SQN performs surveillance testing of its control room and, as part of that testing, verifies that the control room habitability zone (which includes the control room) is at a positive pressure (minimum of 1/8-inch water gauge) to the outside and is at a positive pressure to all spaces adjacent to the zone. Presently there is only one positive pressure duct that passes through the zone from other areas (the battery room exhaust duct) and the other heat, ventilation, and air conditioning systems serving the zone are contained within the zone or are at a negative pressure with respect to the zone. The leakage from this duct was measured at 7.7 cfm in 1980. The duct passing through the zone is approximately 12 feet in length, bolted flange type construction, and all of the flange joints, bolts, and access panels are sealed with room temperature vulcanizing (RTV) 106. A recent walkdown of this ductwork verified the above described configuration for this duct and the sealed areas were in excellent condition. Therefore, the 7.7 cfm measured inleakage from this duct is still an acceptable value to use for inleakage considerations.

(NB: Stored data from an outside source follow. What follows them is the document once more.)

//! Run driver: groups candidates by location, resolves policies and rotates
//! every location independently.

use crate::artifact::{Artifact, Candidate, normalize_location};
use crate::engine::RotationEngine;
use crate::filter::FilterVerdict;
use crate::metrics::RotationMetrics;
use crate::policy::{PolicyBinding, PolicyResolver};
use crate::report::{
    DecisionReason, ExtractionFailure, LocationReport, RotationDecision, RotationReport,
    UnresolvedLocation,
};
use crate::timestamp::TimestampError;
use rayon::prelude::*;
use std::collections::BTreeMap;
use std::time::Instant;
use tracing::{debug, info, warn};

/// How a scanner should treat an entry it found.
#[derive(Debug, Clone, Copy)]
pub enum EntryClass<'a> {
    /// A backup under the given binding. Do not descend into it.
    Artifact(&'a PolicyBinding),
    /// The location has a policy but this name is not a backup.
    NotArtifact,
    /// No policy covers the location.
    Unresolved,
}

/// Entry point of the rotation core.
#[derive(Debug, Clone)]
pub struct Warden {
    resolver: PolicyResolver,
    metrics: RotationMetrics,
}

impl Warden {
    pub fn new(resolver: PolicyResolver) -> Self {
        Self {
            resolver,
            metrics: RotationMetrics::new(),
        }
    }

    pub fn resolver(&self) -> &PolicyResolver {
        &self.resolver
    }

    pub fn metrics(&self) -> &RotationMetrics {
        &self.metrics
    }

    /// Classify an entry found at `location` during scanning.
    pub fn classify(&self, location: &str, name: &str) -> EntryClass<'_> {
        match self.resolver.resolve(location) {
            Ok(binding) if binding.scheme().timestamp_rule().matches(name) => {
                EntryClass::Artifact(binding)
            }
            Ok(_) => EntryClass::NotArtifact,
            Err(_) => EntryClass::Unresolved,
        }
    }

    /// Rotate every location represented in `candidates`.
    ///
    /// Locations are processed in parallel and reported in path order.
    pub fn rotate(&self, candidates: Vec<Candidate>) -> RotationReport {
        let start = Instant::now();

        let mut grouped: BTreeMap<String, Vec<Candidate>> = BTreeMap::new();
        for candidate in candidates {
            let location = normalize_location(&candidate.location).to_string();
            grouped.entry(location).or_default().push(candidate);
        }

        let mut resolved = Vec::new();
        let mut unresolved = Vec::new();
        for (location, candidates) in grouped {
            match self.resolver.resolve(&location) {
                Ok(binding) => resolved.push((location, binding, candidates)),
                Err(e) if self.resolver.is_traversal() => {
                    debug!(location = %location, error = %e, "Skipping location without policy");
                }
                Err(e) => {
                    warn!(
                        location = %location,
                        candidates = candidates.len(),
                        error = %e,
                        "Location has no policy"
                    );
                    self.metrics.record_location_unresolved();
                    unresolved.push(UnresolvedLocation {
                        location,
                        candidates: candidates.len(),
                    });
                }
            }
        }

        let locations: Vec<LocationReport> = resolved
            .into_par_iter()
            .map(|(location, binding, candidates)| {
                self.rotate_location(location, binding, candidates)
            })
            .collect();

        self.metrics
            .record_duration_ms(start.elapsed().as_millis() as u64);

        RotationReport {
            locations,
            unresolved,
        }
    }

    /// Extract, filter and rotate one location's candidates under `binding`.
    pub fn rotate_location(
        &self,
        location: String,
        binding: &PolicyBinding,
        candidates: Vec<Candidate>,
    ) -> LocationReport {
        let scheme = binding.scheme();
        let rule = scheme.timestamp_rule();
        let timezone = scheme.timezone();

        let mut eligible = Vec::new();
        let mut skipped = Vec::new();
        let mut failures = Vec::new();
        let mut most_recent = None;

        for candidate in candidates {
            match rule.extract(&candidate.name, candidate.modified, timezone) {
                Ok(timestamp) => {
                    most_recent = most_recent.max(Some(timestamp));
                    let artifact = Artifact::from_candidate(candidate, timestamp);
                    match scheme.filter().evaluate(&artifact.path()) {
                        FilterVerdict::Eligible => eligible.push(artifact),
                        verdict => {
                            debug!(path = %artifact.path(), verdict = ?verdict, "Excluded by filter");
                            skipped.push(RotationDecision::excluded(artifact));
                        }
                    }
                }
                Err(TimestampError::NoTimestampFound { .. }) => {
                    debug!(location = %location, name = %candidate.name, "No timestamp in name");
                    skipped.push(RotationDecision::unmatched(
                        candidate.location,
                        candidate.name,
                        candidate.size_bytes,
                        candidate.is_dir,
                        candidate.source_kind,
                    ));
                }
                Err(e) => {
                    warn!(
                        location = %location,
                        name = %candidate.name,
                        error = %e,
                        "Dropping candidate"
                    );
                    failures.push(ExtractionFailure {
                        location: candidate.location,
                        name: candidate.name,
                        reason: e.to_string(),
                    });
                }
            }
        }

        let mut decisions = RotationEngine::new(scheme).rotate(eligible);
        decisions.extend(skipped);
        decisions.sort_by(|a, b| {
            a.timestamp
                .cmp(&b.timestamp)
                .then_with(|| a.name.cmp(&b.name))
        });

        let report = LocationReport {
            location,
            policy: binding.pattern().to_string(),
            scheme: scheme.describe(),
            timezone,
            decisions,
            failures,
            most_recent,
        };

        let kept = report.kept().count();
        let removed = report.removals().count();
        let excluded = report.count_reason(DecisionReason::ExcludedByFilter);
        self.metrics.record_location_rotated();
        self.metrics.record_artifacts_evaluated(report.decisions.len());
        self.metrics.record_artifacts_kept(kept);
        self.metrics.record_artifacts_removed(removed);
        self.metrics.record_artifacts_excluded(excluded);
        self.metrics.record_extraction_failures(report.failures.len());
        self.metrics.record_bytes_removable(report.removable_bytes());

        info!(
            location = %report.location,
            policy = %report.policy,
            kept,
            removed,
            excluded,
            failures = report.failures.len(),
            "Rotated location"
        );

        report
    }
}

#[cfg(test)]
mod tests {
    use super::*;
    use crate::count::RetentionCount;
    use crate::filter::FilterStage;
    use crate::scheme::{Frequency, RetentionScheme};

    fn scheme() -> RetentionScheme {
        RetentionScheme::new().with_count(Frequency::Daily, RetentionCount::Limited(1))
    }

    fn warden(patterns: &[&str], root: Option<&str>) -> Warden {
        let bindings = patterns
            .iter()
            .map(|pattern| PolicyBinding::new(pattern, scheme()).unwrap())
            .collect();
        Warden::new(PolicyResolver::new(bindings, root.map(str::to_string)).unwrap())
    }

    #[test]
    fn test_classify() {
        let warden = warden(&["/backups/db"], Some("/backups"));
        assert!(matches!(
            warden.classify("/backups/db", "backup-20240101"),
            EntryClass::Artifact(_)
        ));
        assert!(matches!(
            warden.classify("/backups/db", "README"),
            EntryClass::NotArtifact
        ));
        assert!(matches!(
            warden.classify("/srv", "backup-20240101"),
            EntryClass::Unresolved
        ));
    }

    #[test]
    fn test_rotate_groups_by_normalized_location() {
        let warden = warden(&["/backups/db"], None);
        let report = warden.rotate(vec![
            Candidate::new("/backups/db", "backup-20240101"),
            Candidate::new("/backups/db/", "backup-20240102"),
        ]);
        assert_eq!(report.locations.len(), 1);
        assert_eq!(report.locations[0].decisions.len(), 2);
    }

    #[test]
    fn test_failures_and_unmatched_are_reported() {
        let warden = warden(&["/backups/db"], None);
        let report = warden.rotate(vec![
            Candidate::new("/backups/db", "backup-20240101"),
            Candidate::new("/backups/db", "backup-20241301"),
            Candidate::new("/backups/db", "notes.txt"),
        ]);
        let location = &report.locations[0];
        assert_eq!(location.failures.len(), 1);
        assert_eq!(location.failures[0].name, "backup-20241301");
        assert_eq!(location.count_reason(DecisionReason::UnmatchedNoPolicy), 1);
        assert_eq!(location.decisions[0].name, "notes.txt");
        assert_eq!(location.kept().count(), 1);
        assert_eq!(location.removals().count(), 0);
    }

    #[test]
    fn test_unmatched_names_differ_from_unresolved_locations() {
        let warden = warden(&["/backups/db"], None);
        let report = warden.rotate(vec![
            Candidate::new("/backups/db", "notes.txt"),
            Candidate::new("/backups/other", "backup-20240101"),
        ]);

        assert_eq!(report.locations.len(), 1);
        let location = &report.locations[0];
        assert_eq!(location.location, "/backups/db");
        assert_eq!(location.decisions.len(), 1);
        assert_eq!(location.decisions[0].reason, DecisionReason::UnmatchedNoPolicy);
        assert!(location.decisions[0].timestamp.is_none());

        assert_eq!(report.unresolved.len(), 1);
        assert_eq!(report.unresolved[0].location, "/backups/other");
        assert!(report.removals().is_empty());
    }

    #[test]
    fn test_traversal_skips_unresolved_silently() {
        let warden = warden(&["/backups/db"], Some("/backups"));
        let report = warden.rotate(vec![Candidate::new("/srv/tmp", "backup-20240101")]);
        assert!(report.locations.is_empty());
        assert!(report.unresolved.is_empty());
    }

    #[test]
    fn test_most_recent_includes_excluded_artifacts() {
        let scheme = scheme().with_filter(FilterStage::new(&[] as &[&str], &["*0105*"]).unwrap());
        let binding = PolicyBinding::new("/b", scheme).unwrap();
        let warden = Warden::new(PolicyResolver::new(vec![binding], None).unwrap());
        let report = warden.rotate(vec![
            Candidate::new("/b", "backup-20240101"),
            Candidate::new("/b", "backup-20240105"),
        ]);
        let location = &report.locations[0];
        assert_eq!(
            location.most_recent.map(|ts| ts.format("%Y%m%d").to_string()),
            Some("20240105".to_string())
        );
    }

    #[test]
    fn test_metrics_track_run() {
        let warden = warden(&["/a", "/b"], None);
        warden.rotate(vec![
            Candidate::new("/a", "backup-20240101"),
            Candidate::new("/a", "backup-20240102"),
            Candidate::new("/b", "backup-20240101"),
            Candidate::new("/c", "backup-20240101"),
        ]);
        let metrics = warden.metrics();
        assert_eq!(metrics.locations_rotated(), 2);
        assert_eq!(metrics.locations_unresolved(), 1);
        assert_eq!(metrics.artifacts_evaluated(), 3);
        assert_eq!(metrics.artifacts_kept(), 2);
        assert_eq!(metrics.artifacts_removed(), 1);
    }
}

The fact that SQN verifies that all zone spaces are at a positive pressure to adjacent spaces, the normal control building pressurization fan have been abandoned, ductwork modifications were performed to reduce inleakage, and emergency pressurizing air flow has been increased, all support the assurance that inleakage has not increased since 1980. The expected issuance of a generic letter (GL) later this year, on this same subject, will prompt additional consideration of the inleakage issue industry wide. SQN will provide additional information to address this El-2

matter along with all other affected licensees at that time in accordance with the GL requirements.

RAI Question 2 (August 30, 2002):

Section 1.5.5 discusses the issue of control room habitability.

The discussion is limited to the emergency core cooling system (ECCS) leakage component of the LOCA, consistent with the interface item. However, reference is made in Section 1.5.5 of BAW-10237 to Table 2.15.6-2 as the basis of the TVA conclusion that General Design Criteria -19 (GDC-19) will continue to be met with tritium-producing burnable absorber rod (TPBAR) use. The staff notes that the language of GDC-19 is not restricted to LOCAs, but applies to all accidents. In its letter dated May 21, 2002 with regard to Watts Bar Nuclear Plant, TVA stated that accidents other than the LOCA were limiting with regard to control room doses. TVA is requested to explain whether and how its conclusion that GDC-19 will be met considers all of the design basis radiological accidents addressed in the SQN Updated Final Safety Analysis Report.

Revised Response:

Section 1.5 of BAW-10237 of the SQN LAR was developed to address each of the NRC Interface Items as identified in NUREG-1672, "Safety Evaluation Report Related to the Department of Energy' s Topical Report on the TPC." Section 1.5.5 addresses Interface Item 5, on the control room habitability systems. NUREG-1672, Section 2.6.1 discussed the impact of ECCS leakage on main control room habitability and required a plant specific assessment of ECCS impacts. The discussion in Section 1.5.5 is limited to discussion of this subject and the associated accident (loss-of-coolant accident [LOCA] ) and the impact on GDC-19 criteria for main control room habitability.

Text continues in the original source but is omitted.